Using Mood Tracker Apps To Understand Client’s Emotions

Mood Tracker App

Mood tracker apps can be a revealing tool for therapists who want to help clients identify where their negative emotions are coming from, as well as the things that bring them joy. While trends, triggers, and patterns can be tough to spot on a moment-to-moment basis, regular or daily tracking can yield a bigger picture perspective that is far more revealing.

This article takes a closer look at how mood tracking benefits mental healthcare professionals and their clients, and shows you how to create your own digital mood tracker to uncover the daily ups and downs of those you help.
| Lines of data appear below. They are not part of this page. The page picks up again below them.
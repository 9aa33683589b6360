use async_trait::async_trait;
use log::debug;
use reqwest::{Client, Method, RequestBuilder};
use serde::de::DeserializeOwned;
use serde::Serialize;
use url::Url;

use crate::auth::Token;
use crate::error::{FlowError, Result};
use crate::flow::{Credential, OrgFolder, Organization, RepositoryPage};
use crate::providers::{CreationApi, CredentialStore};

use super::types::{
    AccessTokenRequest, CREATE_REQUEST_CLASS, OrgFolderRequest, RepositoriesResponse, ScmInfo,
    UPDATE_REQUEST_CLASS,
};

const USER_AGENT: &str = concat!("orgflow/", env!("CARGO_PKG_VERSION"));

/// Blue Ocean REST client for the GitHub creation endpoints.
pub struct JenkinsClient {
    client: Client,
    /// `{base}/blue/rest/organizations/{organization}/`
    organization_url: Url,
    github_api_url: String,
    username: Option<String>,
    api_token: Option<Token>,
}

impl JenkinsClient {
    /// Creates a client for the Jenkins instance at `base_url`.
    ///
    /// # Arguments
    ///
    /// * `base_url` - Jenkins root URL (e.g., <http://localhost:8080/jenkins>)
    /// * `organization` - Blue Ocean organization, `jenkins` on a stock install
    /// * `github_api_url` - GitHub (Enterprise) API URL the credential belongs to
    ///
    /// # Errors
    ///
    /// Returns an error if the HTTP client cannot be built or the URL is invalid.
    pub fn new(base_url: &str, organization: &str, github_api_url: &str) -> Result<Self> {
        let client = Client::builder()
            .user_agent(USER_AGENT)
            .build()
            .map_err(|e| FlowError::Config(format!("Failed to create HTTP client: {e}")))?;

        let mut base = Url::parse(base_url)
            .map_err(|e| FlowError::Config(format!("Invalid Jenkins URL: {e}")))?;
        if !base.path().ends_with('/') {
            let path = format!("{}/", base.path());
            base.set_path(&path);
        }

        let organization_url = base
            .join("blue/rest/organizations/")
            .and_then(|url| url.join(&format!("{organization}/")))
            .map_err(|e| FlowError::Config(format!("Invalid organization URL: {e}")))?;

        Ok(Self {
            client,
            organization_url,
            github_api_url: github_api_url.to_string(),
            username: None,
            api_token: None,
        })
    }

    /// Authenticates every request as `username` with a Jenkins API token.
    pub fn with_basic_auth(mut self, username: String, api_token: Token) -> Self {
        self.username = Some(username);
        self.api_token = Some(api_token);
        self
    }

    pub fn organization_url(&self) -> &Url {
        &self.organization_url
    }

    /// Authenticated GET for endpoints outside the REST tree (e.g. the SSE gateway).
    pub(crate) fn get(&self, url: &str) -> RequestBuilder {
        self.auth_request(self.client.get(url))
    }

    fn auth_request(&self, request: RequestBuilder) -> RequestBuilder {
        match (&self.username, &self.api_token) {
            (Some(user), Some(token)) => request.basic_auth(user, Some(token.as_str())),
            _ => request,
        }
    }

    /// Builds `{organization_url}/{segments...}/` with each segment escaped.
    fn endpoint(&self, segments: &[&str]) -> Result<Url> {
        let mut url = self.organization_url.clone();
        {
            let mut path = url
                .path_segments_mut()
                .map_err(|()| FlowError::Config("Jenkins URL cannot be a base".to_string()))?;
            path.pop_if_empty();
            path.extend(segments);
            path.push("");
        }
        Ok(url)
    }

    async fn send<T, B>(&self, method: Method, url: Url, body: Option<&B>) -> Result<T>
    where
        T: DeserializeOwned,
        B: Serialize + Sync,
    {
        debug!("{method} {url}");
        let mut request = self.auth_request(self.client.request(method, url));
        if let Some(body) = body {
            request = request.json(body);
        }

        let response = request.send().await?;
        let status = response.status();

        if !status.is_success() {
            let error_text = response
                .text()
                .await
                .unwrap_or_else(|_| "Unable to read error response".to_string());
            return Err(FlowError::Api {
                status: status.as_u16(),
                message: error_text,
            });
        }

        Ok(response.json().await?)
    }

    fn org_folder_request<'a>(
        &'a self,
        class: &'a str,
        credential: &'a Credential,
        organization: &'a Organization,
        repositories: Option<&'a [String]>,
    ) -> OrgFolderRequest<'a> {
        OrgFolderRequest::new(
            class,
            &organization.name,
            &credential.credential_id,
            &self.github_api_url,
            repositories,
        )
    }
}

#[async_trait]
impl CredentialStore for JenkinsClient {
    async fn find_existing_credential(&self) -> Result<Option<Credential>> {
        let mut url = self.endpoint(&["scm", "github"])?;
        url.query_pairs_mut()
            .append_pair("apiUrl", &self.github_api_url);

        let scm: ScmInfo = self.send(Method::GET, url, None::<&()>).await?;
        Ok(scm.credential())
    }

    async fn create_access_token(&self, token: &Token) -> Result<Credential> {
        let mut url = self.endpoint(&["scm", "github", "validate"])?;
        url.query_pairs_mut()
            .append_pair("apiUrl", &self.github_api_url);

        let body = AccessTokenRequest {
            access_token: token.as_str(),
        };
        self.send(Method::PUT, url, Some(&body)).await
    }
}

#[async_trait]
impl CreationApi for JenkinsClient {
    async fn list_organizations(&self, credential: &Credential) -> Result<Vec<Organization>> {
        let mut url = self.endpoint(&["scm", "github", "organizations"])?;
        url.query_pairs_mut()
            .append_pair("credentialId", &credential.credential_id)
            .append_pair("apiUrl", &self.github_api_url);

        self.send(Method::GET, url, None::<&()>).await
    }

    async fn list_repositories(
        &self,
        credential: &Credential,
        organization: &str,
        page_number: u32,
        page_size: u32,
    ) -> Result<RepositoryPage> {
        let mut url = self.endpoint(&[
            "scm",
            "github",
            "organizations",
            organization,
            "repositories",
        ])?;
        url.query_pairs_mut()
            .append_pair("credentialId", &credential.credential_id)
            .append_pair("pageNumber", &page_number.to_string())
            .append_pair("pageSize", &page_size.to_string())
            .append_pair("apiUrl", &self.github_api_url);

        let response: RepositoriesResponse = self.send(Method::GET, url, None::<&()>).await?;
        Ok(response.repositories)
    }

    async fn create_org_folder(
        &self,
        credential: &Credential,
        organization: &Organization,
        repositories: Option<&[String]>,
    ) -> Result<OrgFolder> {
        let url = self.endpoint(&["pipelines"])?;
        let body =
            self.org_folder_request(CREATE_REQUEST_CLASS, credential, organization, repositories);
        self.send(Method::POST, url, Some(&body)).await
    }

    async fn update_org_folder(
        &self,
        credential: &Credential,
        organization: &Organization,
        repositories: Option<&[String]>,
    ) -> Result<OrgFolder> {
        let url = self.endpoint(&["pipelines", &organization.name])?;
        let body =
            self.org_folder_request(UPDATE_REQUEST_CLASS, credential, organization, repositories);
        self.send(Method::PUT, url, Some(&body)).await
    }
}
Before reading on, we think you’ll enjoy trying out Quenza’s mood tracking tools with our 1-month, $1 package. Our easy-to-use digital toolkit includes everything you need to monitor client progress with live updates, so you can help them play a more proactive role in their own mental health.

Mood Tracking in Mental Healthcare

In theory, mood tracking is as straightforward as recording emotions at regular intervals, while making a note of the external factors that could be affecting how your client feels. Over time, these logs together provide useful experience sampling data that helps them better understand their mood over time, as well as how it changes.

Mood tracking can yield insightful experience sampling data that clients and their therapists better understand their mood over time, as well as how and why it changes.

It can be a particularly revealing way to pinpoint the various impacts that situations, events, medication, diet, and other people have on their moods, a highly valuable thing for patients who are trying to manage symptoms of depression, stress, and other mental health conditions.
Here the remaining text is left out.